Mais un lingot d’acier, tout chaud amené du four voisin sous le marteau-pilon, a été aplati, arrondi, de quelques touches irrésistibles : il a l’air maintenant d’une meule à repasser qui flamboierait. Or, voici que l’on ajoute et que l’on ajuste au marteau une grosse pointe, un cône très court et très aigu ; puis, cela fait, qu’on précipite de tout son poids et de toute sa force la masse, avec l’espèce de diamant métallique dont on l’a armée, droit sur le centre de la meule. Bientôt, un trou y est creusé.

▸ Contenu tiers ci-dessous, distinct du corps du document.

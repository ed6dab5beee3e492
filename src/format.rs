//! XSC fixed-width format types and constants.
//!
//! Defines the 100-character header layout and the record types produced by
//! the reader. A file is a sequence of blocks: one header line followed by
//! whitespace-separated cross-section values spanning as many lines as needed.

#[cfg(feature = "serde")]
use serde::{Deserialize, Serialize};

use crate::error::{Result, XscError};

/// Conventional file extension for cross-section files.
pub const XSC_EXTENSION: &str = "xsc";

/// Length of a header line in characters.
pub const HEADER_LEN: usize = 100;

/// Broadener substituted when the header field is blank.
pub const SELF_BROADENER: &str = "self";

/// Torr → pascal conversion factor applied to the pressure axis.
pub const TORR_TO_PASCAL: f64 = 133.322368;

/// Header field widths, left to right. Sums to [`HEADER_LEN`].
pub const FIELD_WIDTHS: [usize; 12] = [20, 10, 10, 7, 7, 6, 10, 5, 15, 4, 3, 3];

/// Decoded header line of one cross-section block.
#[derive(Debug, Clone, PartialEq)]
#[cfg_attr(feature = "serde", derive(Serialize, Deserialize))]
pub struct HeaderRecord {
    /// Chemical formula, possibly followed by other tokens (e.g. "CCl4").
    pub molecule_name: String,
    /// Lower wavenumber bound, cm⁻¹.
    pub min_wavenumber: f64,
    /// Upper wavenumber bound, cm⁻¹.
    pub max_wavenumber: f64,
    /// Declared number of values in the payload.
    pub number_of_points: usize,
    /// Temperature, K.
    pub temperature: f64,
    /// Pressure, Torr.
    pub pressure: f64,
    pub max_cross_section_value: f64,
    pub instrument_resolution: f64,
    pub common_name: String,
    /// Unused 4-character field; kept so headers can be rewritten unchanged.
    pub empty: String,
    /// Broadening species; "self" when blank in the file.
    pub broadener: String,
    pub reference: String,
}

/// One header with its reconstructed grid and values.
///
/// `grid.len() == values.len() == header.number_of_points`.
#[derive(Debug, Clone, PartialEq)]
pub struct CrossSectionRecord {
    pub header: HeaderRecord,
    /// Wavenumber axis, ascending.
    pub grid: Vec<f64>,
    /// Cross-section values, cm²/molecule.
    pub values: Vec<f64>,
}

impl CrossSectionRecord {
    #[must_use]
    pub fn temperature(&self) -> f64 {
        self.header.temperature
    }

    /// Pressure in the file's native unit (Torr).
    #[must_use]
    pub fn pressure(&self) -> f64 {
        self.header.pressure
    }
}

/// All records read from one source file, in file order.
pub type Dataset = Vec<CrossSectionRecord>;

/// Parse a header line. Only the first [`HEADER_LEN`] characters are used.
pub fn parse_header(line: &str) -> Result<HeaderRecord> {
    parse_header_at(line, 0)
}

/// Same as [`parse_header`], reporting `line_no` in format errors.
pub(crate) fn parse_header_at(line: &str, line_no: usize) -> Result<HeaderRecord> {
    if line.len() < HEADER_LEN {
        return Err(XscError::format(
            line_no,
            format!(
                "header line has {} characters, expected {}",
                line.len(),
                HEADER_LEN
            ),
        ));
    }

    let mut fields = [""; 12];
    let mut start = 0;
    for (slot, width) in fields.iter_mut().zip(FIELD_WIDTHS) {
        let end = start + width;
        *slot = line
            .get(start..end)
            .ok_or_else(|| {
                XscError::format(line_no, format!("field boundary {start}..{end} splits a character"))
            })?
            .trim();
        start = end;
    }

    let [molecule_name, min_wn, max_wn, npts, temperature, pressure, max_xsec, resolution, common_name, empty, broadener, reference] =
        fields;

    let broadener = if broadener.is_empty() {
        SELF_BROADENER
    } else {
        broadener
    };

    Ok(HeaderRecord {
        molecule_name: molecule_name.to_string(),
        min_wavenumber: parse_float(min_wn, "min_wavenumber", line_no)?,
        max_wavenumber: parse_float(max_wn, "max_wavenumber", line_no)?,
        number_of_points: npts.parse().map_err(|_| {
            XscError::format(line_no, format!("number_of_points is not an integer: {npts:?}"))
        })?,
        temperature: parse_float(temperature, "temperature", line_no)?,
        pressure: parse_float(pressure, "pressure", line_no)?,
        max_cross_section_value: parse_float(max_xsec, "max_cross_section_value", line_no)?,
        instrument_resolution: parse_float(resolution, "instrument_resolution", line_no)?,
        common_name: common_name.to_string(),
        empty: empty.to_string(),
        broadener: broadener.to_string(),
        reference: reference.to_string(),
    })
}

fn parse_float(field: &str, name: &str, line_no: usize) -> Result<f64> {
    field
        .parse()
        .map_err(|_| XscError::format(line_no, format!("{name} is not a number: {field:?}")))
}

On accroche la meule à la griffe d’une grue qui la transporte et l’emboîte sur un axe, le premier d’une série de trois ou quatre de calibre différent et croissant. Le disque tourne, tourne, comme un soleil de feu d’artifice, à une vitesse qui s’accélère, et chaque tour le distend, l’évide et l’élargit. On voit, dans un éblouissement, le cercle se dessiner et se parfaire, d’axe en axe, jusqu’au dernier, où l’ouvrier qui préside à l’opération prend un grand compas et le mesure pour s’assurer qu’il a atteint le diamètre convenu. S’il l’a atteint, on le retire, et le lingot est changé en bandage de roue pour chemins de fer. L’atelier des bandages, à l’usine A, travaille à une seule équipe de jour, qui comprend des chauffeurs et aides-chauffeurs ; des marteleurs ; des lamineurs ; des compasseurs ; des manœuvres ; des machinistes ; un pointeur, etc.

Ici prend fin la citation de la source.